Cidades

Jovem picado por naja pode ser indiciado por crime contra a saúde pública

Pedro Henrique deixou o hospital no início da tarde desta segunda. Agentes da polícia foram até o prédio do estudante, no Guará 2. Ele deve ser ouvido na delegacia ainda nesta semana. Suspeita é que ele e amigos estejam envolvidos em tráfico de animais

Samara Schwingel
postado em 14/07/2020 06:00
Pedro Henrique deixou o hospital no início da tarde desta segunda. Agentes da polícia foram até o prédio do estudante, no Guará 2. Ele deve ser ouvido na delegacia ainda nesta semana. Suspeita é que ele e amigos estejam envolvidos em tráfico de animaisO jovem picado pela naja kaouthia recebeu, nesta segunda-feira (13/7), alta do hospital. Pedro Henrique Lehmkuhl, 22 anos, chegou a ficar em coma e esteve internado desde 7 de julho, quando foi atingido pela cobra no apartamento onde mora, no Guará 2. O estudante de medicina veterinária recebeu dose do único soro antiofídico existente no Brasil, cedido pelo Instituto Butantan, em São Paulo, e respondeu bem aos tratamentos.

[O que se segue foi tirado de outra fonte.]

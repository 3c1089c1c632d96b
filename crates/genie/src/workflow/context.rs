use std::collections::BTreeMap;
use std::path::{Path, PathBuf};

use crate::JobId;
use crate::common::fsutils::{GENIE_DIR, job_dir};
use crate::model::{Application, Cluster, Command, Job, JobRequest};

/// Environment exported by the launch script, kept sorted so the script is stable.
pub type EnvMap = BTreeMap<String, String>;

/// State shared by the workflow tasks of one job.
pub struct JobExecutionContext {
    pub request: JobRequest,
    pub job: Job,
    pub cluster: Cluster,
    pub command: Command,
    /// Applications of the command, in the order of the command definition
    pub applications: Vec<Application>,
    pub job_dir: PathBuf,
    pub env: EnvMap,
    /// Staged setup files, sourced by the launch script in this order
    pub setup_files: Vec<PathBuf>,
    pub script: Option<PathBuf>,
    pub process_id: Option<u32>,
}

impl JobExecutionContext {
    pub fn new(
        working_dir: &Path,
        request: JobRequest,
        job: Job,
        cluster: Cluster,
        command: Command,
        applications: Vec<Application>,
    ) -> Self {
        Self {
            job_dir: job_dir(working_dir, &job.id),
            request,
            job,
            cluster,
            command,
            applications,
            env: Default::default(),
            setup_files: Vec::new(),
            script: None,
            process_id: None,
        }
    }

    pub fn job_id(&self) -> &JobId {
        &self.job.id
    }

    pub fn genie_dir(&self) -> PathBuf {
        self.job_dir.join(GENIE_DIR)
    }

    pub fn set_env<V: Into<String>>(&mut self, name: &str, value: V) {
        self.env.insert(name.to_string(), value.into());
    }
}
pub mod common;
pub mod coordinator;
pub mod model;
pub mod services;
pub mod workflow;

#[cfg(test)]
pub(crate) mod tests;

pub type Error = crate::common::error::GenieError;
pub type Result<T> = std::result::Result<T, Error>;

pub use common::{ApplicationId, ClusterId, CommandId, JobId};

pub type Map<K, V> = std::collections::HashMap<K, V>;
pub type Set<T> = std::collections::BTreeSet<T>;

pub const GENIE_VERSION: &str = env!("CARGO_PKG_VERSION");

Pedro deve ser ouvido pela Polícia Civil do Distrito Federal (PCDF) ainda nesta semana. O delegado da 14; DP William Andrade Ricardo afirma que os investigadores intimaram o estudante ainda na segunda-feira, após ele sair do hospital. Segundo o delegado, o jovem também pode ser indiciado por crime contra a saúde pública, por expor a vida ou a saúde de outros a perigo direto e iminente, devido ao manuseio inadequado do animal.

Na tarde desta segunda, agentes da PCDF estiveram no condomínio onde o jovem mora com a família. O Correio apurou que a visita era relacionada ao caso de Pedro e eles olharam imagens do circuito de segurança.

Suspeita

Na última sexta-feira, três amigos do estudante estiveram na delegacia, incluindo o jovem que deixou a naja próximo ao shopping Pier 21. Nenhum deles foi responsabilizado ainda. A suspeita da PCDF é que o grupo esteja envolvido em um esquema nacional de tráfico de animais silvestres.

O caso da naja levou a Polícia Militar Ambiental (BPMA) a encontrar mais 16 serpentes, em uma espécie de criadouro no Núcleo Rural Taquara, em Planaltina. A chácara pertence a um dos amigos de Pedro. As investigações apontam que os jovens utilizavam os animais em pesquisas clandestinas.

Na sexta-feira, agentes da Delegacia Especial de Proteção ao Meio Ambiente e à Ordem Urbanística (Dema) encontraram três tubarões, sete serpentes, uma moreia e um lagarto teiú, além de outras seis cobras, em uma chácara na Colônia Agrícola Samambaia, em Taguatinga. A polícia apura a ligação entre os animais e o estudante que foi picado.

No sábado, agentes capturaram uma jiboia arco-íris, em um apartamento vazio no Guará 2. O dono, um servidor do Judiciário, é pai de um dos amigos de Pedro, o mesmo que ocultou as 16 serpentes e soltou a naja próximo ao shopping Pier 21.

As serpentes apreendidas estão no Zoológico de Brasília e seguem em observação, após apresentarem sinais de maus-tratos. No total, o Zoo está com as seguintes espécies provenientes de apreensões: naja de monóculo, cascavel, periquitamboia, cobra rasteira, king snake, jiboia, jararacuçu, víbora verde-de-voguel, jiboia arco-íris, jiboia de Madagascar e píton indiana. Uma perícia da Polícia Civil, realizada ontem, constatou que duas piton-indianas estavam debilitadas e com lesões aparentes. Elas recebem tratamento no Hospital Veterinário do Zoológico.

Os tubarões seguem na chácara em Samambaia. O dono dos aquários precisa apresentar a documentação dos animais ainda esta semana, caso contrário o Ibama irá levá-los para algum aquário de Brasília. O órgão estuda para definir qual local seria o mais adequado para recebê-los. As autoridades ambientais ainda discutem qual será o destino final de todos os animais encontrados, sendo o Butantan o mais provável para as cobras.